Are there any steps you can recommend to troubleshoot or mitigate the sounds?

Videos






Comments

  • Jamie Hall
    Jamie Hall Member Posts: 17,121
    I presume -- I hope! -- that there is an expansion tank and pressure gauge on this system? If so, what does the pressure gauge usually read? With the boiler on? With the boiler off? The combination of the leak and possibly low pressure may account for the air getting into the system and having to bleed that radiator.

    The pump noise -- there are others on here far more experienced than I, but I'm think that it sounds tired... bearings or seal.
    Br. Jamie, osb
    Building superintendent/caretaker, 7200 sq. ft. historic house museum with dependencies in New England
    blu_in_green
  • blu_in_green
    blu_in_green Member Posts: 11
    I'm not 100% sure what an expansion tank looks like, but there is a pressure gauge.

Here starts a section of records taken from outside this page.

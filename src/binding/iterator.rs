// SPDX-FileCopyrightText: 2025 Semiotic AI, Inc.
//
// SPDX-License-Identifier: Apache-2.0

//! Decoded event logs and the paging iterator over historical logs.

use std::collections::VecDeque;
use std::marker::PhantomData;
use std::ops::Deref;

use alloy_provider::Provider;
use alloy_rpc_types::{Filter, Log};
use alloy_sol_types::SolEvent;
use futures::stream::{self, Stream};
use tracing::warn;

use crate::errors::BindingError;

use super::BoundContract;

/// A decoded event together with the log it was decoded from.
#[derive(Debug, Clone, PartialEq)]
pub struct EventLog<E> {
    /// The decoded event
    pub event: E,
    /// The raw log, carrying block, transaction and index metadata
    pub raw: Log,
}

impl<E: SolEvent> EventLog<E> {
    /// Decode `raw` as event `E`.
    pub fn decode(raw: Log) -> Result<Self, BindingError> {
        let event = decode_event(&raw)?;
        Ok(Self { event, raw })
    }
}

impl<E> EventLog<E> {
    pub fn into_event(self) -> E {
        self.event
    }
}

impl<E> Deref for EventLog<E> {
    type Target = E;

    fn deref(&self) -> &E {
        &self.event
    }
}

/// Decode a log as event `E` after checking its signature topic.
pub(crate) fn decode_event<E: SolEvent>(log: &Log) -> Result<E, BindingError> {
    let found = *log
        .topics()
        .first()
        .ok_or(BindingError::NoEventSignature)?;
    if found != E::SIGNATURE_HASH {
        return Err(BindingError::EventSignatureMismatch {
            event: E::SIGNATURE,
            expected: E::SIGNATURE_HASH,
            found,
        });
    }
    E::decode_log_data(log.data()).map_err(|e| BindingError::decode(E::SIGNATURE, e))
}

/// Iterator over the historical logs of one event.
///
/// Buffered logs are handed out first; a new `eth_getLogs` request is only
/// issued once the buffer runs dry. The first error ends the iteration: it is
/// returned once, and every later call yields `Ok(None)`.
///
/// # Example
///
/// ```rust,ignore
/// let mut registrations = sticker_type
///     .filter_register(&FilterOpts::range(9_000_000, 9_100_000), &[])
///     .await?;
///
/// while let Some(log) = registrations.next().await? {
///     println!("pack {} registered in block {:?}", log.packId, log.raw.block_number);
/// }
/// ```
pub struct EventIterator<'a, P, E> {
    contract: &'a BoundContract<P>,
    pending: VecDeque<Filter>,
    buffered: VecDeque<Log>,
    failed: bool,
    _event: PhantomData<fn() -> E>,
}

impl<'a, P, E> EventIterator<'a, P, E> {
    pub(crate) fn new(contract: &'a BoundContract<P>, queries: Vec<Filter>) -> Self {
        Self {
            contract,
            pending: queries.into(),
            buffered: VecDeque::new(),
            failed: false,
            _event: PhantomData,
        }
    }

    /// Requests not yet sent to the node.
    pub fn remaining_queries(&self) -> usize {
        self.pending.len()
    }

    /// Logs fetched but not yet returned.
    pub fn buffered(&self) -> usize {
        self.buffered.len()
    }

    /// Drop pending requests and buffered logs.
    pub fn close(&mut self) {
        self.pending.clear();
        self.buffered.clear();
    }

    fn fail(&mut self) {
        self.failed = true;
        self.close();
    }
}

impl<'a, P: Provider, E: SolEvent> EventIterator<'a, P, E> {
    /// Next decoded event, or `None` once every range has been read.
    pub async fn next(&mut self) -> Result<Option<EventLog<E>>, BindingError> {
        loop {
            if self.failed {
                return Ok(None);
            }

            if let Some(raw) = self.buffered.pop_front() {
                return match EventLog::decode(raw) {
                    Ok(log) => Ok(Some(log)),
                    Err(e) => {
                        warn!(error = %e, event = E::SIGNATURE, "Failed to decode log");
                        self.fail();
                        Err(e)
                    }
                };
            }

            let Some(filter) = self.pending.pop_front() else {
                return Ok(None);
            };

            match self.contract.fetch_logs(&filter, E::SIGNATURE).await {
                Ok(logs) => self.buffered.extend(logs),
                Err(e) => {
                    self.fail();
                    return Err(e);
                }
            }
        }
    }

    /// Drain the iterator, stopping at the first error.
    pub async fn collect(mut self) -> Result<Vec<EventLog<E>>, BindingError> {
        let mut events = Vec::new();
        while let Some(event) = self.next().await? {
            events.push(event);
        }
        Ok(events)
    }

    /// Adapt into a stream that ends after the first error.
    pub fn into_stream(self) -> impl Stream<Item = Result<EventLog<E>, BindingError>> + 'a
    where
        E: 'a,
    {
        stream::unfold(self, |mut iter| async move {
            match iter.next().await {
                Ok(Some(event)) => Some((Ok(event), iter)),
                Ok(None) => None,
                Err(e) => Some((Err(e), iter)),
            }
        })
    }
}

    Here are photos of the tank and gauge.






  • Jamie Hall
    Jamie Hall Member Posts: 17,121
    Thank you! Photos always help...

    First off, the pressure is slightly low. That 10 psi you are reading is only good for about 20 feet vertically, if that. If you could raise that pressure to 15 psi when the system is cold, you might well find that you won't have an air problem in that radiator any more.

    The expansion tank you are seeing is a perfectly good old-fashioned air tank, and they work splendidly well if they aren't "modernized" by someone who doesn't know what they are doing. Is there a gauge glass on one end? If so, can you see where the water level is in the tank? If not, not to worry, but it would help. Practically speaking, though, if the pressure in your system starts cold at about 15 psi and doesn't get much over 20 psi when the system is really hot and cranking, it's working the way it's supposed to.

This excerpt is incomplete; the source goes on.